# REQUIRED WORK
Filter the entries below, keeping only lines with the word "Result".

Saved entries:
-----
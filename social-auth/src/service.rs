//! Registry of configured providers and the server side of the CSRF `state`.

use std::collections::HashMap;
use std::sync::Arc;

use tracing::{debug, warn};
use url::Url;

use crate::error::{config_error, oauth_error, ConfigErrorKind, Error, OAuthErrorKind};
use crate::oauth::{
    AuthenticatedClient, AuthenticationProvider, CallbackQuery, RedirectToAuthenticateSettings,
    StateManager,
};

/// Runs both halves of a login against registered providers.
///
/// Providers are keyed by lower-case name. Each redirect records its `state`,
/// and a callback is only accepted once, for the provider and callback URI
/// that state was issued for.
#[derive(Clone, Default)]
pub struct AuthenticationService {
    providers: HashMap<String, Arc<dyn AuthenticationProvider>>,
    states: StateManager,
}

impl AuthenticationService {
    pub fn new() -> Self {
        Self::default()
    }

    pub fn with_state_manager(states: StateManager) -> Self {
        Self {
            providers: HashMap::new(),
            states,
        }
    }

    /// Register a provider, replacing any provider of the same name.
    pub fn add_provider(&mut self, provider: Box<dyn AuthenticationProvider>) {
        let name = provider.name().to_lowercase();
        debug!("Registering authentication provider {}", name);
        self.providers.insert(name, Arc::from(provider));
    }

    pub fn provider(&self, name: &str) -> Result<Arc<dyn AuthenticationProvider>, Error> {
        self.providers
            .get(&name.to_lowercase())
            .cloned()
            .ok_or_else(|| {
                config_error(
                    ConfigErrorKind::UnknownProvider,
                    &format!("No authentication provider named '{}' is registered", name),
                )
            })
    }

    /// Registered provider names, sorted.
    pub fn provider_names(&self) -> Vec<String> {
        let mut names: Vec<String> = self.providers.keys().cloned().collect();
        names.sort();
        names
    }

    pub fn state_manager(&self) -> &StateManager {
        &self.states
    }

    /// Start a login: build the provider redirect and remember its `state`.
    pub async fn redirect_to_authentication_provider(
        &self,
        name: &str,
        callback_uri: &Url,
    ) -> Result<RedirectToAuthenticateSettings, Error> {
        let provider = self.provider(name)?;
        let settings = provider.redirect_to_authenticate(callback_uri).await?;

        self.states
            .remember(&settings.state, provider.name(), callback_uri);
        Ok(settings)
    }

    /// Complete a login from the provider's callback.
    ///
    /// The callback's `state` is consumed before the provider is called, so a
    /// replayed or forged callback fails without any network traffic.
    pub async fn get_authenticated_client(
        &self,
        name: &str,
        query: &CallbackQuery,
    ) -> Result<AuthenticatedClient, Error> {
        let provider = self.provider(name)?;

        let state = query.require("state").map_err(|_| {
            oauth_error(
                OAuthErrorKind::InvalidState,
                "No state parameter was returned by the provider",
            )
        })?;
        let pending = self.states.take(state).ok_or_else(|| {
            warn!("Rejected callback for {} with unknown or expired state", name);
            oauth_error(
                OAuthErrorKind::InvalidState,
                "Unknown or expired state",
            )
        })?;
        if pending.provider_name != provider.name() {
            warn!(
                "Rejected callback for {}: state was issued for {}",
                provider.name(),
                pending.provider_name
            );
            return Err(oauth_error(
                OAuthErrorKind::InvalidState,
                "State was issued for a different provider",
            ));
        }

        provider
            .authenticate_client(query, state, &pending.callback_uri)
            .await
    }
}
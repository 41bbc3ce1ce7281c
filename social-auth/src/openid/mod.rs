//! OpenID 2.0: YADIS discovery and the `checkid_setup` login.

mod discovery;
mod provider;

pub use discovery::{first_service_uri, YadisDiscovery, XRD_NAMESPACE};
pub use provider::{OpenIdProvider, IDENTIFIER_SELECT, OPENID_NAMESPACE, SREG_NAMESPACE, SREG_REQUIRED};
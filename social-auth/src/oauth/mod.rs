//! Provider abstraction shared by the OAuth 1.0a, OAuth 2.0 and OpenID 2.0 flows.

mod provider;
mod state;
mod token;
mod user;

pub use provider::{AuthenticationProvider, CallbackQuery, RedirectToAuthenticateSettings};
pub use state::{generate_state, verify_state, PendingLogin, StateManager};
pub use token::AccessToken;
pub use user::{AuthenticatedClient, Gender, ProfileMapper, UserInformation};

pub(crate) use provider::callback_with_state;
-----
# RESPONSE TO THIS TASK
    pub fn provider(&self, name: &str) -> Result<Arc<dyn AuthenticationProvider>, Error> {
    ) -> Result<RedirectToAuthenticateSettings, Error> {
    ) -> Result<AuthenticatedClient, Error> {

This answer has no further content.